Among the 97 eligible samples for the test agreement analysis, the statistical analysis indicated a moderate agreement between both test results, when applying the cut-offs described in the methods section. The QFT results achieved a good classification for 88 samples (Kappa test 0.59, confidence interval 0.35–0.83). Taking the TST results as a reference, the positive predictive value of the QFT was 0.72, the negative predictive value was 0.93, the sensitivity of the QFT to identify M. tuberculosis infected children was 57%, and the specificity was 96% (Table 4). When we restricted the comparison of TST and QFT to the 79 samples from the 49 children who were not BCG vaccinated (Table 5), the degree of agreement became substantial (Kappa test 0.75, confidence interval 0.51−0.98) with 75 concordant samples (95%). Moreover, the negative predictive value of the QFT was 0.99.


Table 4. Comparison of tuberculin skin test and QuantiFERON® Gold in-tube test.


Table 5. Comparison of tuberculin skin test and QuantiFERON® Gold In-Tube test (without BCG).

Three children (patients no. 25, 33, and 38 in Table 3) who had been exposed and diagnosed as non-infected at the end of follow-up, had a positive QFT result whereas the simultaneous TST was negative (TST–/QFT+). Meanwhile, they received window prophylactic treatment until the second evaluation, 8 weeks after the latest exposure to infectious TB. Throughout the follow-up, subsequent QFT and TST controls for these children were all negative. For one 26-month-old child (patient no. 25), the first QFT performed at inclusion was negative, whereas the second result, 6 weeks later, revealed positive and the third, 1 year later, turned negative. Two other children (patients no. 33 and 38), respectively, 6 and 5 months old at inclusion, demonstrated their third QFT to be positive at, respectively, 9 and 14 months of age, while the two previous QFT results were negative and the TST stayed negative on the four testings. Extensive clinical follow-up of these three children for 2 years indicated that all of them remained in good health and were considered as not infected.

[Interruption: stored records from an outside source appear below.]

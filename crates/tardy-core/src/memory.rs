//! Process-local backend.
//!
//! Keeps every job behind one mutex, so a claim is atomic with respect to
//! every other worker sharing the same `MemoryBackend` (clones share the
//! store). Useful for tests and single-process deployments.
use std::{
    collections::BTreeMap,
    sync::Arc,
    time::{Duration, SystemTime},
};

use parking_lot::Mutex;

use crate::{
    backend::{Backend, WorkerInfo},
    error::BackendError,
    job::{Job, JobId, JobInfo, NewJob},
};

/// Claims older than this are considered abandoned by a crashed worker.
pub const DEFAULT_MAX_RUN_TIME: Duration = Duration::from_secs(4 * 60 * 60);

struct State<D> {
    next_id: i64,
    jobs: BTreeMap<JobId, (JobInfo, D)>,
}

pub struct MemoryBackend<D> {
    state: Arc<Mutex<State<D>>>,
    max_run_time: Duration,
}

impl<D> Clone for MemoryBackend<D> {
    fn clone(&self) -> Self {
        Self {
            state: Arc::clone(&self.state),
            max_run_time: self.max_run_time,
        }
    }
}

impl<D> Default for MemoryBackend<D> {
    fn default() -> Self {
        Self::new()
    }
}

impl<D> std::fmt::Debug for MemoryBackend<D> {
    fn fmt(&self, f: &mut std::fmt::Formatter<'_>) -> std::fmt::Result {
        f.debug_struct("MemoryBackend")
            .field("jobs", &self.len())
            .field("max_run_time", &self.max_run_time)
            .finish()
    }
}

impl<D> MemoryBackend<D> {
    pub fn new() -> Self {
        Self {
            state: Arc::new(Mutex::new(State {
                next_id: 1,
                jobs: BTreeMap::new(),
            })),
            max_run_time: DEFAULT_MAX_RUN_TIME,
        }
    }

    /// Change how long a claim is honoured before other workers may take
    /// the job over.
    pub fn with_max_run_time(self, max_run_time: Duration) -> Self {
        Self {
            max_run_time,
            ..self
        }
    }

    /// Store a new job and return its id.
    pub fn enqueue(&self, job: impl Into<NewJob<D>>) -> JobId {
        let job = job.into();
        let now = SystemTime::now();
        let mut state = self.state.lock();
        let id = JobId(state.next_id);
        state.next_id += 1;

        let info = JobInfo {
            id,
            name: job.job_name().to_owned(),
            attempts: 0,
            max_attempts: job.job_max_attempts(),
            last_error: None,
            priority: job.job_priority(),
            queue: job.job_queue().map(str::to_owned),
            run_at: job.run_at(now),
            locked_by: None,
            locked_at: None,
            failed_at: None,
        };
        state.jobs.insert(id, (info, job.into_inner()));
        tracing::trace!(job_id = %id, "Enqueued job");
        id
    }

    /// Current bookkeeping of a stored job.
    pub fn get(&self, id: JobId) -> Option<JobInfo> {
        self.state.lock().jobs.get(&id).map(|(info, _)| info.clone())
    }

    pub fn len(&self) -> usize {
        self.state.lock().jobs.len()
    }

    pub fn is_empty(&self) -> bool {
        self.len() == 0
    }

    /// Jobs that failed for good.
    pub fn failed(&self) -> Vec<JobInfo> {
        self.state
            .lock()
            .jobs
            .values()
            .filter(|(info, _)| info.is_failed())
            .map(|(info, _)| info.clone())
            .collect()
    }

    fn is_available(&self, info: &JobInfo, worker: &WorkerInfo, now: SystemTime) -> bool {
        if info.is_failed() || info.run_at > now || !worker.accepts(info) {
            return false;
        }
        match (&info.locked_by, info.locked_at) {
            (None, _) => true,
            (Some(owner), _) if *owner == worker.name => true,
            (Some(_), Some(locked_at)) => locked_at
                .checked_add(self.max_run_time)
                .is_some_and(|expires| expires <= now),
            (Some(_), None) => false,
        }
    }

    /// Ids of available jobs in claim order: priority, then `run_at`, then id.
    fn candidates(
        &self,
        state: &State<D>,
        worker: &WorkerInfo,
        limit: usize,
        now: SystemTime,
    ) -> Vec<JobId> {
        let mut available: Vec<&JobInfo> = state
            .jobs
            .values()
            .map(|(info, _)| info)
            .filter(|info| self.is_available(info, worker, now))
            .collect();
        available.sort_by_key(|info| (info.priority, info.run_at, info.id));
        available.into_iter().take(limit).map(|info| info.id).collect()
    }

    fn update(&self, job: &JobInfo, apply: impl FnOnce(&mut JobInfo)) -> Result<(), BackendError> {
        let mut state = self.state.lock();
        match state.jobs.get_mut(&job.id) {
            Some((info, _)) => {
                apply(info);
                Ok(())
            }
            None => Err(BackendError::permanent(format!("job {} not found", job.id))),
        }
    }
}

impl<D> Backend for MemoryBackend<D>
where
    D: Clone + Send + 'static,
{
    type Data = D;

    async fn reserve(
        &self,
        worker: &WorkerInfo,
        batch_size: usize,
    ) -> Result<Vec<Job<D>>, BackendError> {
        let now = SystemTime::now();
        let mut state = self.state.lock();
        let ids = self.candidates(&state, worker, batch_size, now);

        let mut jobs = Vec::with_capacity(ids.len());
        for id in ids {
            if let Some((info, data)) = state.jobs.get_mut(&id) {
                info.locked_by = Some(worker.name.clone());
                info.locked_at = Some(now);
                jobs.push(Job::from_parts(info.clone(), data.clone()));
            }
        }
        Ok(jobs)
    }

    async fn find_available(
        &self,
        worker: &WorkerInfo,
        limit: usize,
        now: SystemTime,
    ) -> Result<Vec<Job<D>>, BackendError> {
        let state = self.state.lock();
        let jobs = self
            .candidates(&state, worker, limit, now)
            .into_iter()
            .filter_map(|id| state.jobs.get(&id))
            .map(|(info, data)| Job::from_parts(info.clone(), data.clone()))
            .collect();
        Ok(jobs)
    }

    async fn destroy(&self, job: &JobInfo) -> Result<(), BackendError> {
        // Idempotent.
        self.state.lock().jobs.remove(&job.id);
        Ok(())
    }

    async fn persist_failure(&self, job: &JobInfo) -> Result<(), BackendError> {
        self.update(job, |info| {
            info.attempts = job.attempts;
            info.last_error = job.last_error.clone();
            info.run_at = job.run_at;
            info.locked_by = None;
            info.locked_at = None;
        })
    }

    async fn mark_permanently_failed(&self, job: &JobInfo) -> Result<(), BackendError> {
        self.update(job, |info| {
            info.attempts = job.attempts;
            info.last_error = job.last_error.clone();
            info.failed_at = Some(job.failed_at.unwrap_or_else(SystemTime::now));
            info.locked_by = None;
            info.locked_at = None;
        })
    }

    async fn clear_locks(&self, worker: &WorkerInfo) -> Result<(), BackendError> {
        let mut state = self.state.lock();
        for (info, _) in state.jobs.values_mut() {
            if info.locked_by.as_deref() == Some(worker.name.as_str()) {
                info.locked_by = None;
                info.locked_at = None;
            }
        }
        Ok(())
    }
}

Four children (patients no. 3, 7, 18, and 28 in Table 3) had a total of six samples (6%) which were QFT negative, while simultaneous TST was positive (TST+/QFT–) (Table 4). Two of these children (patients no. 3 and 28) had a first TST induration of, respectively, 8 and 7 mm, whereas controls (TST and QFT) turned negative; both were finally considered as non-infected. As patient no. 3 had received a BCG vaccine, we regarded the first TST result as a false positive result. Patient no. 28, on the contrary, was not BCG vaccinated, moreover his exposure history to the assumed index case was not confirmed (smear-negative sputum examination and subsequently culture negative). As such his first TST result should also have been a false positive, we considered the initial positive TST in this child to be a non-specific skin reaction. The two other children (patients no. 7 and 18 in Table 3) came from a high TB burden country and had a record of BCG vaccination. We diagnosed LTBI based on their TST results.

Among the four children with LTBI, two had concordant positive paired (TST+/QFT+) test results, and two had discordant TST+/QFT– test results. Among the children with a final diagnosis of pulmonary TB, all had concordant positive (TST+/QFT+) test results on the six collected paired samples.

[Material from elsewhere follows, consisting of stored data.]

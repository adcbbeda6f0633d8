//! PostgreSQL storage for tardy workers.
//!
//! [`PostgresBackend`] claims jobs with `FOR UPDATE SKIP LOCKED`, so any
//! number of worker processes can poll the same table. [`Client`] enqueues
//! jobs, optionally inside a caller's transaction.
pub use sqlx::PgPool;
pub use tardy_core;

pub mod backend;
pub mod client;

pub use backend::{PostgresBackend, classify};
pub use client::{Client, Error, ErrorKind};

/// DDL for the jobs table. Safe to run more than once.
pub const SCHEMA: &str = include_str!("schema.sql");

/// Create the jobs table and its index if they do not exist yet.
pub async fn install_schema(pool: &PgPool) -> Result<(), sqlx::Error> {
    sqlx::raw_sql(SCHEMA).execute(pool).await?;
    tracing::debug!("Installed tardy_jobs schema");
    Ok(())
}

#[derive(Debug, Clone, Copy, PartialEq, Eq, PartialOrd, Ord)]
struct PgDateTime(pub std::time::SystemTime);

impl sqlx::Type<sqlx::Postgres> for PgDateTime {
    fn type_info() -> <sqlx::Postgres as sqlx::Database>::TypeInfo {
        sqlx::postgres::PgTypeInfo::with_name("timestamptz")
    }
}

const OUT_OF_RANGE_MESSAGE: &str = "timestamp out of range for PostgreSQL i64 micros";

impl<'q> sqlx::Encode<'q, sqlx::Postgres> for PgDateTime {
    fn encode_by_ref(
        &self,
        buf: &mut <sqlx::Postgres as sqlx::Database>::ArgumentBuffer<'q>,
    ) -> Result<sqlx::encode::IsNull, sqlx::error::BoxDynError> {
        let pg_us = to_pg_micros(self.0).ok_or(OUT_OF_RANGE_MESSAGE)?;
        sqlx::Encode::<sqlx::Postgres>::encode(pg_us, buf)
    }

    fn size_hint(&self) -> usize {
        std::mem::size_of::<i64>()
    }
}

impl<'r> sqlx::Decode<'r, sqlx::Postgres> for PgDateTime {
    fn decode(value: sqlx::postgres::PgValueRef<'r>) -> Result<Self, sqlx::error::BoxDynError> {
        let pg_us = <i64 as sqlx::Decode<sqlx::Postgres>>::decode(value)?;
        let time = from_pg_micros(pg_us).ok_or(OUT_OF_RANGE_MESSAGE)?;
        Ok(PgDateTime(time))
    }
}

/// `timestamptz` travels as microseconds since `2000-01-01 00:00:00 UTC`,
/// which is this many seconds after the UNIX epoch.
/// https://www.postgresql.org/docs/current/protocol-logicalrep-message-formats.html
const POSTGRESQL_EPOCH_DURATION: std::time::Duration = std::time::Duration::from_secs(946684800);

fn postgres_epoch() -> std::time::SystemTime {
    std::time::SystemTime::UNIX_EPOCH + POSTGRESQL_EPOCH_DURATION
}

fn to_pg_micros(time: std::time::SystemTime) -> Option<i64> {
    match time.duration_since(postgres_epoch()) {
        Ok(d) => i64::try_from(d.as_micros()).ok(),
        Err(e) => i64::try_from(e.duration().as_micros()).ok().map(|v| -v),
    }
}

fn from_pg_micros(pg_us: i64) -> Option<std::time::SystemTime> {
    let offset = std::time::Duration::from_micros(pg_us.unsigned_abs());
    if pg_us >= 0 {
        postgres_epoch().checked_add(offset)
    } else {
        postgres_epoch().checked_sub(offset)
    }
}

To investigate the association between the TST and the QFT result, we also compared IFN-γ concentrations or the QFT value (IU/ml) (TB Antigen minus Nil) to the induration size of the TST (mm) for 97 blood samples (Figure 2). A poor correlation between both results was obtained, as shown by the Spearman's rank correlation coefficient (0.36, 95% confidence interval 0.17–0.53). However, we observed the highest QFT values in children with the largest diameter of TST induration.


Figure 2. Correlation of QuantiFERON interferon-γ values (IU/ml) and TST diameter of induration (mm). The results of the QuantiFERON interferon-γ values and the TST diameter of induration were compared for 97 samples including 52 children diagnosed as not infected (•), but 85 samples; five children with a diagnosis of latent tuberculosis infection (▴), but six samples; four children with a diagnosis of pulmonary TB (◾), but six samples. BCG-vaccinated children were identified with a red color, BCG-unvaccinated children with a black color, and unknown BCG status children with a blue color. Each dot corresponds to a single sample. The value of the r Spearman correlation index is 0.36 (95% confidence interval 0.17–0.53).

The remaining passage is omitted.